Frank J. Wilstach, comp. A Dictionary of Similes. 1916.
Die
Die like a dog in a ditch.
—Anonymous
The fresh roses on your cheeks shall die,
Like flowers that wither in the shade.
—Aphra Behn
Parting day
Dies like the dolphin, whom each pang imbues
With a new colour as it gasps away,
The last still loveliest, till—’tis gone, and all is gray.
—Lord Byron
Dies like cookery with the day that brought it forth.
—Thomas Carlyle
Die like a rat in hole.
—Ranger Gull
A remnant of beauty was dying out upon this face of sixteen, like the pale sun which is extinguished by frightful clouds at the dawn of a winter’s day.
—Victor Hugo
It died away
Like the pale sunbeam of a weeping day.
—Jacques Jasmin
All my glories die,
Like flowers transplanted to a colder sky.
—Lord Lyttelton
She died—as die the roses
On the ruddy clouds of dawn,
When the envious sun discloses
His flame, and morning’s gone.
—Evan MacColl
Dies away,
Like relics of some faded strain, loved voices, lost for many a day.
—Thomas Moore
Die as April’s cowslips die.
—John Payne
Dies away like a peal of cathedral bells.
—Bernardin de Saint-Pierre
Dies as dreams that die with the sleep they feed.
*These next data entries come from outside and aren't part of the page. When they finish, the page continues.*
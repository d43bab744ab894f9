//! Error types for the market data crate.

use thiserror::Error;

/// Errors that can occur during market data operations.
///
/// Every provider maps its transport and status failures into this enum so
/// callers can react uniformly. The only variant with special handling
/// upstream is [`Unauthorized`](Self::Unauthorized): the core layer evicts
/// its cached auth token when it sees one, so the next call re-acquires a
/// token.
#[derive(Error, Debug)]
pub enum MarketDataError {
    /// The provider rejected the bearer token (HTTP 401).
    #[error("Unauthorized: {provider}")]
    Unauthorized {
        /// The provider that rejected the request
        provider: String,
    },

    /// The provider rate limited the request (HTTP 429).
    #[error("Rate limited: {provider}")]
    RateLimited {
        /// The provider that rate limited the request
        provider: String,
    },

    /// The provider returned a non-success status or an in-band error.
    #[error("Provider error: {provider} - {message}")]
    ProviderError {
        /// The provider that returned the error
        provider: String,
        /// The error message or status description
        message: String,
    },

    /// The provider responded 2xx but the payload failed schema validation.
    ///
    /// Treated by callers as a transient upstream failure, never as a
    /// crash deep inside the aggregation logic.
    #[error("Invalid response from {provider}: {message}")]
    InvalidResponse {
        /// The provider whose response could not be parsed
        provider: String,
        /// Description of the validation failure
        message: String,
    },

    /// The requested symbol was not known to the provider.
    #[error("Symbol not found: {0}")]
    SymbolNotFound(String),

    /// A network error occurred while communicating with a provider.
    #[error("Network error: {0}")]
    Network(#[from] reqwest::Error),
}

impl MarketDataError {
    /// Whether this error is an auth rejection that should trigger token
    /// eviction.
    pub fn is_unauthorized(&self) -> bool {
        matches!(self, Self::Unauthorized { .. })
    }
}
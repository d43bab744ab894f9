//! Raw wire models for the Schwab trader and marketdata APIs.
//!
//! Shapes mirror the upstream JSON; the domain layer converts them into
//! canonical records at the boundary. Monetary fields deserialize into
//! [`Decimal`] directly (the API sends plain JSON numbers).

use rust_decimal::Decimal;
use serde::{Deserialize, Serialize};

/// One account envelope from `/trader/v1/accounts?fields=positions`.
#[derive(Clone, Debug, Serialize, Deserialize)]
#[serde(rename_all = "camelCase")]
pub struct SchwabAccount {
    pub securities_account: SecuritiesAccount,
}

#[derive(Clone, Debug, Serialize, Deserialize)]
#[serde(rename_all = "camelCase")]
pub struct SecuritiesAccount {
    pub account_number: String,
    #[serde(default)]
    pub positions: Vec<SchwabPosition>,
    pub current_balances: CurrentBalances,
}

#[derive(Clone, Debug, Serialize, Deserialize)]
#[serde(rename_all = "camelCase")]
pub struct SchwabPosition {
    pub short_quantity: Decimal,
    pub long_quantity: Decimal,
    #[serde(default)]
    pub average_price: Decimal,
    #[serde(default)]
    pub current_day_profit_loss: Option<Decimal>,
    /// Running day P/L percentage; used verbatim when present.
    #[serde(default)]
    pub current_day_profit_loss_percentage: Option<Decimal>,
    pub instrument: SchwabInstrument,
    pub market_value: Decimal,
}

#[derive(Clone, Debug, Serialize, Deserialize)]
#[serde(rename_all = "camelCase")]
pub struct SchwabInstrument {
    pub asset_type: String,
    #[serde(default)]
    pub cusip: String,
    pub symbol: String,
    #[serde(default)]
    pub description: String,
    /// Absolute price change since the previous close. Not always present.
    #[serde(default)]
    pub net_change: Option<Decimal>,
}

#[derive(Clone, Debug, Default, Serialize, Deserialize)]
#[serde(rename_all = "camelCase")]
pub struct CurrentBalances {
    #[serde(default)]
    pub equity: Decimal,
    #[serde(default)]
    pub available_funds: Decimal,
    #[serde(default)]
    pub buying_power: Decimal,
    #[serde(default)]
    pub cash_balance: Decimal,
    #[serde(default)]
    pub liquidation_value: Decimal,
}

/// One entry of the batched `/marketdata/v1/quotes` response, keyed by
/// symbol at the top level.
#[derive(Clone, Debug, Serialize, Deserialize)]
#[serde(rename_all = "camelCase")]
pub struct SymbolQuote {
    pub quote: QuoteData,
    #[serde(default)]
    pub reference: QuoteReference,
}

#[derive(Clone, Debug, Serialize, Deserialize)]
#[serde(rename_all = "camelCase")]
pub struct QuoteData {
    pub last_price: Decimal,
    #[serde(default)]
    pub net_percent_change: Option<Decimal>,
    #[serde(default)]
    pub mark_percent_change: Option<Decimal>,
}

#[derive(Clone, Debug, Default, Serialize, Deserialize)]
#[serde(rename_all = "camelCase")]
pub struct QuoteReference {
    #[serde(default)]
    pub description: String,
}

/// Entry from `/trader/v1/accounts/accountNumbers`.
#[derive(Clone, Debug, Serialize, Deserialize)]
#[serde(rename_all = "camelCase")]
pub struct AccountNumber {
    pub account_number: String,
    pub hash_value: String,
}

/// Candle frequency unit for price history requests.
#[derive(Clone, Copy, Debug, PartialEq, Eq, Serialize, Deserialize)]
#[serde(rename_all = "lowercase")]
pub enum FrequencyType {
    Minute,
    Daily,
    Weekly,
    Monthly,
}

impl FrequencyType {
    pub fn as_str(&self) -> &'static str {
        match self {
            Self::Minute => "minute",
            Self::Daily => "daily",
            Self::Weekly => "weekly",
            Self::Monthly => "monthly",
        }
    }
}

#[derive(Clone, Debug, Deserialize)]
pub struct Candle {
    pub datetime: i64,
    pub close: Decimal,
}

#[derive(Clone, Debug, Deserialize)]
pub struct PriceHistoryResponse {
    #[serde(default)]
    pub candles: Vec<Candle>,
    #[serde(default)]
    pub empty: bool,
}

/// One transaction from the account transaction history.
#[derive(Clone, Debug, Serialize, Deserialize)]
#[serde(rename_all = "camelCase")]
pub struct Transaction {
    pub activity_id: i64,
    pub time: String,
    pub account_number: String,
    #[serde(rename = "type")]
    pub activity_type: String,
    #[serde(default)]
    pub status: String,
    #[serde(default)]
    pub sub_account: String,
    #[serde(default)]
    pub trade_date: String,
    #[serde(default)]
    pub position_id: Option<i64>,
    #[serde(default)]
    pub order_id: Option<i64>,
    #[serde(default)]
    pub net_amount: Decimal,
    #[serde(default)]
    pub transfer_items: Vec<TransferItem>,
}

#[derive(Clone, Debug, Serialize, Deserialize)]
#[serde(rename_all = "camelCase")]
pub struct TransferItem {
    pub instrument: TransactionInstrument,
    #[serde(default)]
    pub amount: Decimal,
    #[serde(default)]
    pub cost: Decimal,
    #[serde(default)]
    pub price: Option<Decimal>,
    #[serde(default)]
    pub position_effect: Option<String>,
    #[serde(default)]
    pub fee_type: Option<String>,
}

#[derive(Clone, Debug, Serialize, Deserialize)]
#[serde(rename_all = "camelCase")]
pub struct TransactionInstrument {
    pub asset_type: String,
    #[serde(default)]
    pub symbol: Option<String>,
    #[serde(default)]
    pub description: Option<String>,
    #[serde(default)]
    pub closing_price: Option<Decimal>,
}

#[cfg(test)]
mod tests {
    use super::*;
    use rust_decimal_macros::dec;

    #[test]
    fn test_account_parsing() {
        let json = r#"{
            "securitiesAccount": {
                "accountNumber": "12345678",
                "positions": [{
                    "shortQuantity": 0,
                    "longQuantity": 10,
                    "averagePrice": 95.5,
                    "currentDayProfitLossPercentage": 1.25,
                    "instrument": {
                        "assetType": "EQUITY",
                        "cusip": "037833100",
                        "symbol": "AAPL",
                        "description": "APPLE INC",
                        "netChange": 1.1
                    },
                    "marketValue": 1000.0
                }],
                "currentBalances": {
                    "availableFunds": 500.25,
                    "buyingPower": 1000.5,
                    "cashBalance": 500.25,
                    "liquidationValue": 1500.75
                }
            }
        }"#;
        let account: SchwabAccount = serde_json::from_str(json).unwrap();
        let sa = &account.securities_account;
        assert_eq!(sa.account_number, "12345678");
        assert_eq!(sa.positions[0].long_quantity, dec!(10));
        assert_eq!(sa.positions[0].instrument.net_change, Some(dec!(1.1)));
        assert_eq!(sa.current_balances.liquidation_value, dec!(1500.75));
    }

    #[test]
    fn test_account_without_positions() {
        let json = r#"{
            "securitiesAccount": {
                "accountNumber": "999",
                "currentBalances": {}
            }
        }"#;
        let account: SchwabAccount = serde_json::from_str(json).unwrap();
        assert!(account.securities_account.positions.is_empty());
    }

    #[test]
    fn test_quote_entry_parsing() {
        let json = r#"{
            "quote": {"lastPrice": 187.44, "netPercentChange": -0.35},
            "reference": {"description": "APPLE INC"}
        }"#;
        let entry: SymbolQuote = serde_json::from_str(json).unwrap();
        assert_eq!(entry.quote.last_price, dec!(187.44));
        assert_eq!(entry.quote.mark_percent_change, None);
        assert_eq!(entry.reference.description, "APPLE INC");
    }

    #[test]
    fn test_frequency_type_as_str() {
        assert_eq!(FrequencyType::Minute.as_str(), "minute");
        assert_eq!(FrequencyType::Monthly.as_str(), "monthly");
    }
}
//! Key-value substrate trait and the default in-memory implementation.

use std::collections::HashMap;
use std::sync::Mutex;

use thiserror::Error;

/// Errors surfaced by a key-value substrate.
///
/// The expiring cache recovers from every one of these locally; they never
/// propagate past the cache layer.
#[derive(Error, Debug)]
pub enum StoreError {
    #[error("storage backend error: {0}")]
    Backend(String),
}

/// Synchronous string-keyed storage substrate.
///
/// Implemented by whatever durable storage the host provides (the browser
/// shell hands in its local-storage bridge; tests and the in-process
/// default use [`MemoryStore`]). The cache and the preference services
/// both run on top of this trait - always injected, never ambient.
pub trait KeyValueStore: Send + Sync {
    fn get(&self, key: &str) -> Result<Option<String>, StoreError>;
    fn set(&self, key: &str, value: &str) -> Result<(), StoreError>;
    fn remove(&self, key: &str) -> Result<(), StoreError>;
    fn clear(&self) -> Result<(), StoreError>;
}

/// In-memory store backed by a mutex-guarded map.
#[derive(Debug, Default)]
pub struct MemoryStore {
    entries: Mutex<HashMap<String, String>>,
}

impl MemoryStore {
    pub fn new() -> Self {
        Self::default()
    }
}

impl KeyValueStore for MemoryStore {
    fn get(&self, key: &str) -> Result<Option<String>, StoreError> {
        let entries = self
            .entries
            .lock()
            .map_err(|e| StoreError::Backend(e.to_string()))?;
        Ok(entries.get(key).cloned())
    }

    fn set(&self, key: &str, value: &str) -> Result<(), StoreError> {
        let mut entries = self
            .entries
            .lock()
            .map_err(|e| StoreError::Backend(e.to_string()))?;
        entries.insert(key.to_string(), value.to_string());
        Ok(())
    }

    fn remove(&self, key: &str) -> Result<(), StoreError> {
        let mut entries = self
            .entries
            .lock()
            .map_err(|e| StoreError::Backend(e.to_string()))?;
        entries.remove(key);
        Ok(())
    }

    fn clear(&self) -> Result<(), StoreError> {
        let mut entries = self
            .entries
            .lock()
            .map_err(|e| StoreError::Backend(e.to_string()))?;
        entries.clear();
        Ok(())
    }
}

#[cfg(test)]
mod tests {
    use super::*;

    #[test]
    fn test_memory_store_round_trip() {
        let store = MemoryStore::new();
        assert_eq!(store.get("k").unwrap(), None);

        store.set("k", "v").unwrap();
        assert_eq!(store.get("k").unwrap(), Some("v".to_string()));

        store.remove("k").unwrap();
        assert_eq!(store.get("k").unwrap(), None);
    }

    #[test]
    fn test_memory_store_clear() {
        let store = MemoryStore::new();
        store.set("a", "1").unwrap();
        store.set("b", "2").unwrap();
        store.clear().unwrap();
        assert_eq!(store.get("a").unwrap(), None);
        assert_eq!(store.get("b").unwrap(), None);
    }
}
//! Huskly Core - Portfolio aggregation and caching engine.
//!
//! This crate contains the domain logic of the Huskly dashboard:
//! the expiring cache over an injected key-value substrate, brokerage
//! account normalization, quote aggregation across crypto and stock
//! sources, uploaded portfolio handling, and persisted view preferences.
//! Upstream APIs are consumed through the provider traits defined in
//! `huskly-market-data`.

pub mod accounts;
pub mod auth;
pub mod cache;
pub mod constants;
pub mod errors;
pub mod holdings;
pub mod portfolios;
pub mod quotes;
pub mod settings;

// Re-export common types
pub use accounts::{AccountsService, ParsedPortfolio, ParsedPosition, PositionKind};
pub use cache::{ExpiringCache, KeyValueStore, MemoryStore};
pub use holdings::{
    Holding, HoldingRow, HoldingSource, HoldingsService, MergePolicy, SortDirection, SortField,
};
pub use portfolios::{PortfolioStore, UploadedPortfolio};
pub use quotes::QuoteService;
pub use settings::{PreferencesService, PreferencesServiceTrait, ViewPreferences};

// Re-export error types
pub use errors::Error;
pub use errors::Result;
//! Core error types for the Huskly portfolio engine.

use huskly_market_data::MarketDataError;
use thiserror::Error;

/// Type alias for Result using our Error type.
pub type Result<T> = std::result::Result<T, Error>;

/// Root error type for the portfolio engine.
#[derive(Error, Debug)]
pub enum Error {
    #[error("Market data operation failed: {0}")]
    MarketData(#[from] MarketDataError),

    /// A position carried an asset type outside the supported closed set.
    ///
    /// This is deliberately fatal: silently valuing an unknown position
    /// type at zero would corrupt portfolio totals undetectably.
    #[error("Unsupported position type: {0}")]
    UnsupportedPositionType(String),

    #[error("Input validation failed: {0}")]
    Validation(String),

    #[error("Store operation failed: {0}")]
    Store(String),

    #[error("Unexpected error: {0}")]
    Unexpected(String),
}

impl Error {
    /// Whether the underlying cause is an auth rejection from upstream.
    pub fn is_unauthorized(&self) -> bool {
        matches!(self, Self::MarketData(e) if e.is_unauthorized())
    }
}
—Algernon Charles Swinburne
As a star feels the sun and falters,
Touched to death by diviner eyes—
As on the old gods’ untended altars
The old fire of withered worship dies.
—Algernon Charles Swinburne
Die as a leaf that dies in a day.
—Algernon Charles Swinburne
Died like odor rapt in the winged wind,
Borne into the alien lands and far away.
—Alfred Tennyson
Died away like a sigh in the shadow of the infinite vault.